Laut gut informierten Kreisen gehe auch der Bund von einer vierten Corona-Welle im Herbst aus. Diese werde aber umso kleiner, je mehr Personen bis dann geimpft sind. Sich impfen zu lassen, soll daher immer einfacher, schneller und ohne Voranmeldung möglich sein. So bieten die Kantone Aargau, Schwyz und Waadt ab nächster Woche mobile Impfstationen bei Migros- und Coop-Filialen sowie in Einkaufszentren an.

Im Kanton Luzern wird in Betrieben geimpft, der Kanton Zug öffnet seine Zentren auch für ausserkantonale Impfwillige. Damit sollen insbesondere Personen erreicht werden, die über die Corona-Impfung wenig wissen, etwa bildungsferne, einkommensschwache und ausländische Bevölkerungsgruppen.
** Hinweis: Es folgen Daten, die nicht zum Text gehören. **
//! Profile, favorite and interest models

use chrono::{DateTime, NaiveDate, Utc};
use serde::{Deserialize, Serialize};
use sqlx::FromRow;
use uuid::Uuid;

#[derive(Debug, Clone, Serialize, Deserialize, FromRow)]
pub struct Profile {
    pub id: i64,
    /// Identity assigned by the auth provider
    pub auth_id: Uuid,
    pub email: String,
    pub full_name: Option<String>,
    pub phone: Option<String>,
    pub gender: Option<String>,
    pub birth_date: Option<NaiveDate>,
    pub role: String,
    pub language: String,
    pub avatar_url: Option<String>,
    pub created_at: DateTime<Utc>,
    pub updated_at: DateTime<Utc>,
}

#[derive(Debug, Clone, Copy, PartialEq, Eq, Serialize, Deserialize)]
pub enum UserRole {
    User,
    Vendor,
    Admin,
}

impl UserRole {
    pub fn as_str(&self) -> &'static str {
        match self {
            UserRole::User => "user",
            UserRole::Vendor => "vendor",
            UserRole::Admin => "admin",
        }
    }

    pub fn parse(s: &str) -> Option<Self> {
        match s {
            "user" => Some(UserRole::User),
            "vendor" => Some(UserRole::Vendor),
            "admin" => Some(UserRole::Admin),
            _ => None,
        }
    }
}

#[derive(Debug, Clone, Serialize, Deserialize)]
pub struct CreateProfileRequest {
    pub auth_id: Uuid,
    pub email: String,
    pub full_name: Option<String>,
    pub language: Option<String>,
}

#[derive(Debug, Clone, Default, Serialize, Deserialize)]
pub struct UpdateProfileRequest {
    pub full_name: Option<String>,
    pub phone: Option<String>,
    pub gender: Option<String>,
    pub birth_date: Option<NaiveDate>,
    pub language: Option<String>,
    pub avatar_url: Option<String>,
}

/// Existence of the (user, event) pair means the event is favorited
#[derive(Debug, Clone, Serialize, Deserialize, FromRow)]
pub struct Favorite {
    pub user_id: i64,
    pub event_id: i64,
    pub created_at: DateTime<Utc>,
}

/// Lightweight expression of intent on a not-yet-bookable prospect event
#[derive(Debug, Clone, Serialize, Deserialize, FromRow)]
pub struct EventInterest {
    pub user_id: i64,
    pub event_id: i64,
    pub created_at: DateTime<Utc>,
}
Laut Karrer sei es nicht auszuschliessen, dass Spitäler und deren Intensivstationen im Herbst und Winter wieder übermässig belastet werden. Der Bundesrat sei aber nicht mehr gewillt, wie es weiter heisst, beim Ausbruch einer neuen Welle flächendeckende Pandemiemassnahmen zu ergreifen. Möglich seien punktuelle Eingriffe. Zudem soll das Covid-Zertifikat vermehrt zur Anwendung kommen. (kes)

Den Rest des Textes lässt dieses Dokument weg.